Processed foods, fast foods, and food items made with coconut and palm-kernel oil, partially hydrogenated oils, vegetable shortening and common vegetable oils are unhealthy.

All “organic” is good

False.

Organic junk food is still junk food.

Not all marked or marketed as “organic” is good and nutritious.

Organic potato chips, oreo, etc., are not healthy food items.

Any processed foods labeled “organic” or not are best to stay away from.

Organic produce (vegetables and fruits, etc.) are free of pesticides and other chemicals, and are healthier, albeit more expensive.

So, let’s look at the labels and use our common sense.

Not all marked “organic” is good.

Wet hair leads to a cold

False.

Going out with wet hair does not increase your risk of catching a cold.

This has been proven a lot of times in scientific settings.

Coldness or how cold one feels does not affect the immune system.

A lowered immune system from excessive fatigue, hunger, lack of exercise, overeating, smoking or alcohol abuse can increase the risk for cold and other diseases.

Skipping breakfast is good

False.

Even among those trying to lose weight, eating breakfast is recommended.

For those weight watchers, the total calories for breakfast or any meal should be controlled to the desired amount.

If one skips breakfast after six to eight hours of sleep, the blood sugar level goes down too low, and both the mental and physical performances are affected, whether apparent or not.

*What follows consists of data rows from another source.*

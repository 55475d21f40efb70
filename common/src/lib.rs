/*!
common/src/lib.rs

Shared configuration types for Telefeed.

This file provides:
- Config data structures (deserialized from TOML)
- An async loader with default/override merge semantics
- A typed Secrets struct resolved from the environment once at startup
*/

use anyhow::{Context, Result};
use serde::{Deserialize, Serialize};
use std::path::Path;

/// Feed list configuration. The list is fixed for the process lifetime;
/// there is no runtime add/remove.
#[derive(Debug, Clone, Serialize, Deserialize)]
pub struct FeedsConfig {
    pub urls: Vec<String>,
}

/// Scheduler configuration: one cycle per `interval_seconds`, and a shorter
/// `cooldown_seconds` pause after a cycle that failed.
#[derive(Debug, Clone, Serialize, Deserialize)]
pub struct SchedulerConfig {
    pub interval_seconds: u64,
    pub cooldown_seconds: u64,
}

impl Default for SchedulerConfig {
    fn default() -> Self {
        Self {
            interval_seconds: 1800,
            cooldown_seconds: 60,
        }
    }
}

/// Remote blob store holding the seen-link set.
#[derive(Debug, Clone, Serialize, Deserialize)]
pub struct StoreConfig {
    /// Base URL of the hub-style blob API.
    pub api_url: String,
    /// Namespace / repository identifier within the hub.
    pub repo_id: String,
    /// Filename of the seen-links artifact inside the repo.
    pub filename: String,
    /// Name of the env var holding the write token.
    pub token_env: Option<String>,
}

/// Telegram delivery configuration. The bot token and chat id are referenced
/// by env var name, never stored in the file.
#[derive(Debug, Clone, Serialize, Deserialize)]
pub struct TelegramConfig {
    pub api_url: Option<String>,
    pub bot_token_env: Option<String>,
    pub chat_id_env: Option<String>,
}

/// Remote LLM config (OpenAI-compatible chat completions endpoint).
#[derive(Debug, Clone, Serialize, Deserialize)]
pub struct LlmConfig {
    pub api_url: Option<String>,
    pub api_key_env: Option<String>,
    pub model: Option<String>,
    pub timeout_seconds: Option<u64>,
    pub max_tokens: Option<usize>,
}

/// Politeness / fetching configuration
#[derive(Debug, Clone, Serialize, Deserialize)]
pub struct PolitenessConfig {
    pub fetch_timeout_seconds: Option<u64>,
}

/// Top-level application configuration (deserialized from config.toml)
#[derive(Debug, Clone, Serialize, Deserialize)]
pub struct Config {
    pub feeds: FeedsConfig,
    #[serde(default)]
    pub scheduler: SchedulerConfig,
    pub store: StoreConfig,
    pub telegram: Option<TelegramConfig>,
    pub llm: Option<LlmConfig>,
    pub politeness: Option<PolitenessConfig>,
}

impl Config {
    /// Load configuration from a TOML file asynchronously.
    ///
    /// Example:
    ///   let cfg = Config::from_file("config.toml").await?;
    pub async fn from_file<P: AsRef<Path>>(path: P) -> Result<Self> {
        let data = tokio::fs::read_to_string(path.as_ref())
            .await
            .with_context(|| format!("Failed to read config file: {}", path.as_ref().display()))?;
        let cfg: Config = toml::from_str(&data).context("Failed to parse TOML configuration")?;
        Ok(cfg)
    }

    /// Load configuration with an optional default file and an optional override file.
    /// If both are present, they are merged (override takes precedence).
    pub async fn load_with_defaults(
        default_path: Option<&Path>,
        override_path: Option<&Path>,
    ) -> Result<Self> {
        let mut config_value = toml::Value::Table(toml::map::Map::new());

        if let Some(path) = default_path {
            if path.exists() {
                let data = tokio::fs::read_to_string(path)
                    .await
                    .with_context(|| format!("Failed to read default config: {}", path.display()))?;
                let val: toml::Value =
                    toml::from_str(&data).context("Failed to parse default configuration")?;
                merge_toml(&mut config_value, val);
            }
        }

        if let Some(path) = override_path {
            if path.exists() {
                let data = tokio::fs::read_to_string(path)
                    .await
                    .with_context(|| format!("Failed to read override config: {}", path.display()))?;
                let val: toml::Value =
                    toml::from_str(&data).context("Failed to parse override configuration")?;
                merge_toml(&mut config_value, val);
            }
        }

        let cfg: Config = config_value
            .try_into()
            .context("Failed to parse merged configuration")?;
        Ok(cfg)
    }
}

fn merge_toml(a: &mut toml::Value, b: toml::Value) {
    match (a, b) {
        (toml::Value::Table(a_map), toml::Value::Table(b_map)) => {
            for (k, v) in b_map {
                if let Some(a_val) = a_map.get_mut(&k) {
                    merge_toml(a_val, v);
                } else {
                    a_map.insert(k, v);
                }
            }
        }
        (a_val, b_val) => *a_val = b_val,
    }
}

/// Credential values resolved from the environment exactly once at startup.
/// A missing value degrades the collaborator that needs it to per-call
/// failure; it is never a startup crash.
#[derive(Debug, Clone, Default)]
pub struct Secrets {
    pub bot_token: Option<String>,
    pub chat_id: Option<String>,
    pub store_token: Option<String>,
    pub llm_api_key: Option<String>,
}

impl Secrets {
    /// Resolve every env var the config names. Absent values are logged as
    /// warnings so operators see the degraded collaborator at startup rather
    /// than in per-call failures only.
    pub fn from_config(config: &Config) -> Self {
        let bot_token = config
            .telegram
            .as_ref()
            .and_then(|t| t.bot_token_env.as_deref())
            .and_then(|name| resolve_env("telegram bot token", name));
        let chat_id = config
            .telegram
            .as_ref()
            .and_then(|t| t.chat_id_env.as_deref())
            .and_then(|name| resolve_env("telegram chat id", name));
        let store_token = config
            .store
            .token_env
            .as_deref()
            .and_then(|name| resolve_env("store write token", name));
        let llm_api_key = config
            .llm
            .as_ref()
            .and_then(|l| l.api_key_env.as_deref())
            .and_then(|name| resolve_env("llm api key", name));

        Self {
            bot_token,
            chat_id,
            store_token,
            llm_api_key,
        }
    }
}

fn resolve_env(what: &str, name: &str) -> Option<String> {
    match std::env::var(name) {
        Ok(v) if !v.is_empty() => Some(v),
        _ => {
            tracing::warn!("{} env var '{}' not set; calls needing it will fail", what, name);
            None
        }
    }
}

#[cfg(test)]
mod tests {
    use super::*;

    const SAMPLE: &str = r#"
        [feeds]
        urls = ["https://example.com/a.xml", "https://example.com/b.xml"]

        [scheduler]
        interval_seconds = 1800
        cooldown_seconds = 60

        [store]
        api_url = "https://hub.example.com"
        repo_id = "alice/news-bot-db"
        filename = "seen_links.txt"
        token_env = "HUB_TOKEN"

        [telegram]
        bot_token_env = "TELEGRAM_BOT_TOKEN"
        chat_id_env = "TELEGRAM_CHAT_ID"

        [llm]
        api_url = "https://llm.example.com/v1/chat/completions"
        api_key_env = "LLM_API_KEY"
        model = "gpt-4o-mini"
        max_tokens = 150
    "#;

    #[test]
    fn config_parses_from_toml() {
        let cfg: Config = toml::from_str(SAMPLE).expect("parse config");
        assert_eq!(cfg.feeds.urls.len(), 2);
        assert_eq!(cfg.scheduler.interval_seconds, 1800);
        assert_eq!(cfg.store.repo_id, "alice/news-bot-db");
        assert_eq!(cfg.store.filename, "seen_links.txt");
        assert_eq!(cfg.llm.as_ref().and_then(|l| l.max_tokens), Some(150));
    }

    #[test]
    fn scheduler_defaults_apply_when_section_missing() {
        let toml = r#"
            [feeds]
            urls = []

            [store]
            api_url = "https://hub.example.com"
            repo_id = "alice/db"
            filename = "seen_links.txt"
        "#;
        let cfg: Config = toml::from_str(toml).expect("parse config");
        assert_eq!(cfg.scheduler.interval_seconds, 1800);
        assert_eq!(cfg.scheduler.cooldown_seconds, 60);
    }

    #[test]
    fn override_wins_on_merge() {
        let mut base: toml::Value = toml::from_str(SAMPLE).unwrap();
        let over: toml::Value = toml::from_str(
            r#"
            [scheduler]
            interval_seconds = 300
            "#,
        )
        .unwrap();
        merge_toml(&mut base, over);
        let cfg: Config = base.try_into().unwrap();
        assert_eq!(cfg.scheduler.interval_seconds, 300);
        // untouched keys survive the merge
        assert_eq!(cfg.scheduler.cooldown_seconds, 60);
        assert_eq!(cfg.feeds.urls.len(), 2);
    }

    #[test]
    fn secrets_resolve_from_named_env_vars() {
        let cfg: Config = toml::from_str(
            r#"
            [feeds]
            urls = []

            [store]
            api_url = "https://hub.example.com"
            repo_id = "alice/db"
            filename = "seen_links.txt"
            token_env = "TELEFEED_TEST_STORE_TOKEN"
            "#,
        )
        .unwrap();

        std::env::set_var("TELEFEED_TEST_STORE_TOKEN", "tok-123");
        let secrets = Secrets::from_config(&cfg);
        std::env::remove_var("TELEFEED_TEST_STORE_TOKEN");

        assert_eq!(secrets.store_token.as_deref(), Some("tok-123"));
        assert!(secrets.bot_token.is_none());
        assert!(secrets.llm_api_key.is_none());
    }
}
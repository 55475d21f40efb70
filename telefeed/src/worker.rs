use common::SchedulerConfig;
use std::sync::Arc;
use tokio::sync::Notify;
use tokio::time::Duration;
use tracing::{error, info};

use crate::pipeline::Pipeline;

/// Runs the pipeline forever on a fixed interval. Anything escaping a cycle
/// is caught here, logged, and followed by a shorter cooldown sleep; the
/// loop itself only exits when `shutdown` is notified, observed between
/// cycles (a running cycle always completes).
pub async fn run_worker(
    pipeline: Arc<Pipeline>,
    scheduler: SchedulerConfig,
    shutdown: Arc<Notify>,
) -> anyhow::Result<()> {
    info!(
        "worker: starting, one cycle every {}s (cooldown {}s)",
        scheduler.interval_seconds, scheduler.cooldown_seconds
    );

    loop {
        let wait = match pipeline.run_cycle().await {
            Ok(report) => {
                info!(
                    feeds = report.feeds_checked,
                    delivered = report.delivered,
                    saved = report.save_attempted,
                    "worker: cycle complete"
                );
                Duration::from_secs(scheduler.interval_seconds)
            }
            Err(e) => {
                error!(
                    "worker: cycle failed: {:#}; retrying after {}s cooldown",
                    e, scheduler.cooldown_seconds
                );
                Duration::from_secs(scheduler.cooldown_seconds)
            }
        };

        tokio::select! {
            _ = tokio::time::sleep(wait) => {}
            _ = shutdown.notified() => {
                info!("worker: shutdown requested, exiting loop");
                break;
            }
        }
    }

    info!("worker: cleanup complete");
    Ok(())
}
// Library interface for telefeed modules
// This allows tests and other binaries to import modules

pub mod ingestion;
pub mod llm;
pub mod notify;
pub mod pipeline;
pub mod scraping;
pub mod server;
pub mod store;
pub mod worker;
/*
telefeed - single-binary main.rs
Starts the Rocket status server and runs the delivery worker inside the same process.
*/

use anyhow::Result;
use chrono::Utc;
use clap::Parser;
use std::path::PathBuf;
use std::sync::Arc;
use tokio::sync::Notify;
use tokio::time::Duration;
use tracing::{error, info};
use tracing_subscriber::{fmt, EnvFilter};

use common::{Config, Secrets};
use telefeed::ingestion::HttpFeedSource;
use telefeed::llm::remote::RemoteLlmProvider;
use telefeed::notify::{TelegramNotifier, TELEGRAM_API_URL};
use telefeed::pipeline::Pipeline;
use telefeed::scraping::ReadabilityExtractor;
use telefeed::server::{self, AppState};
use telefeed::store::BlobSeenStore;
use telefeed::worker::run_worker;

#[derive(Parser, Debug)]
#[command(name = "telefeed", about = "Telefeed single-binary status server + delivery worker")]
struct Args {
    /// Path to config.toml
    #[arg(long, value_name = "FILE")]
    config: Option<PathBuf>,

    /// Disable background worker (run status server only)
    #[arg(long)]
    no_worker: bool,

    /// Run worker only (do not bind HTTP server)
    #[arg(long)]
    worker_only: bool,

    /// Override log level (info, debug, warn, error)
    #[arg(long, default_value = "info")]
    log_level: String,
}

#[tokio::main]
async fn main() -> Result<()> {
    let args = Args::parse();

    // Initialize logging
    let filter = EnvFilter::try_new(&args.log_level).unwrap_or_else(|_| EnvFilter::new("info"));
    fmt().with_env_filter(filter).init();

    // Resolve config paths
    let default_path = PathBuf::from("config.default.toml");

    let override_path = if let Some(p) = args.config {
        if !p.exists() {
            error!(path = ?p, "specified config file not found");
            return Err(anyhow::anyhow!("Config file not found: {}", p.display()));
        }
        Some(p)
    } else {
        let p = PathBuf::from("config.toml");
        if p.exists() {
            Some(p)
        } else {
            None
        }
    };

    // Load configuration with defaults
    let config = match Config::load_with_defaults(
        if default_path.exists() { Some(&default_path) } else { None },
        override_path.as_deref(),
    )
    .await
    {
        Ok(cfg) => cfg,
        Err(e) => {
            error!(%e, "failed to load configuration");
            return Err(e);
        }
    };
    info!(default = ?default_path, override_file = ?override_path, "configuration loaded");
    info!("monitoring {} feeds", config.feeds.urls.len());

    // Resolve secrets once; missing values degrade the collaborator that
    // needs them, never the process.
    let secrets = Secrets::from_config(&config);

    let pipeline = Arc::new(build_pipeline(&config, &secrets)?);
    let shutdown_notify = Arc::new(Notify::new());

    // If worker_only, run the worker (without HTTP) until shutdown is requested
    if args.worker_only {
        info!("Starting in worker-only mode");
        let worker = run_worker(
            pipeline.clone(),
            config.scheduler.clone(),
            shutdown_notify.clone(),
        );

        tokio::select! {
            _ = tokio::signal::ctrl_c() => {
                info!("ctrl-c received, notifying worker to shutdown");
                shutdown_notify.notify_waiters();
                // give worker a small grace period
                tokio::time::sleep(Duration::from_secs(5)).await;
            }
            res = worker => {
                if let Err(e) = res {
                    error!(%e, "worker encountered an error");
                }
            }
        }
        info!("worker-only run finished");
        return Ok(());
    }

    // Otherwise, spawn the worker exactly once (main owns the handle for the
    // process lifetime) and then start the HTTP status server.
    let mut worker_handle = None;
    if !args.no_worker {
        info!("Spawning background worker task");
        let w_pipeline = pipeline.clone();
        let w_scheduler = config.scheduler.clone();
        let w_shutdown = shutdown_notify.clone();
        worker_handle = Some(tokio::spawn(async move {
            if let Err(e) = run_worker(w_pipeline, w_scheduler, w_shutdown).await {
                error!(%e, "background worker failed");
                Err(e)
            } else {
                Ok(())
            }
        }));
    } else {
        info!("Background worker disabled via CLI (--no-worker)");
    }

    // Launch the Rocket server (blocking until Rocket shuts down)
    info!("Launching Rocket HTTP server");
    let state = AppState {
        started_at: Utc::now(),
        config: Arc::new(config),
    };
    if let Err(e) = server::launch_rocket(state).await {
        error!(%e, "Rocket server failed");
    }

    // When the server shuts down, notify the worker and wait a bit for
    // graceful termination.
    info!("HTTP server stopped; notifying worker to shutdown");
    shutdown_notify.notify_waiters();

    if let Some(handle) = worker_handle {
        match tokio::time::timeout(Duration::from_secs(20), handle).await {
            Ok(join_res) => match join_res {
                Ok(Ok(_)) => info!("worker exited cleanly"),
                Ok(Err(e)) => error!(%e, "worker task returned an error"),
                Err(join_err) => error!(%join_err, "worker task panicked"),
            },
            Err(_) => {
                info!("Timed out waiting for worker to exit; continuing shutdown");
            }
        }
    }

    info!("Shutdown complete");
    Ok(())
}

/// Assemble the pipeline from configuration. Collaborator construction is
/// infallible beyond HTTP-client setup; credential gaps surface per call.
fn build_pipeline(config: &Config, secrets: &Secrets) -> Result<Pipeline> {
    let fetch_timeout = config
        .politeness
        .as_ref()
        .and_then(|p| p.fetch_timeout_seconds)
        .unwrap_or(10);

    let source = Arc::new(HttpFeedSource::new(fetch_timeout)?);
    let extractor = Arc::new(ReadabilityExtractor::new(fetch_timeout)?);
    let store = Arc::new(BlobSeenStore::new(&config.store, secrets.store_token.clone())?);

    let llm_cfg = config.llm.as_ref();
    let api_url = llm_cfg
        .and_then(|l| l.api_url.clone())
        .unwrap_or_else(|| "http://localhost:11434/v1/chat/completions".to_string());
    let model = llm_cfg
        .and_then(|l| l.model.clone())
        .unwrap_or_else(|| "gpt-4o-mini".to_string());
    let llm_timeout = llm_cfg.and_then(|l| l.timeout_seconds).unwrap_or(30);
    let max_tokens = llm_cfg.and_then(|l| l.max_tokens).unwrap_or(150);
    let api_key = secrets.llm_api_key.clone().unwrap_or_default();

    let llm = Arc::new(
        RemoteLlmProvider::new(api_url, api_key, model).with_defaults(llm_timeout, max_tokens, 0.3),
    );

    let telegram_api = config
        .telegram
        .as_ref()
        .and_then(|t| t.api_url.clone())
        .unwrap_or_else(|| TELEGRAM_API_URL.to_string());
    let notifier = Arc::new(TelegramNotifier::new(
        telegram_api,
        secrets.bot_token.clone(),
        secrets.chat_id.clone(),
    ));

    Ok(Pipeline::new(
        config.feeds.urls.clone(),
        store,
        source,
        extractor,
        llm,
        notifier,
        max_tokens,
    ))
}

Keeping the level of insulin on an even keel is important to prevent the onset of diabetes and for general well-being.

If portioned properly not to go over the desired limit of total calories for the day, dividing them into five or six meals a day is better in preventing insulin spikes.

For normal-weight adults in general, a total calorie-intake of 1,800 a day is healthy.

As we have often stated, drinking a glass or two of water before each meal, and pushing oneself away from the dining table less than full, is healthy and wise.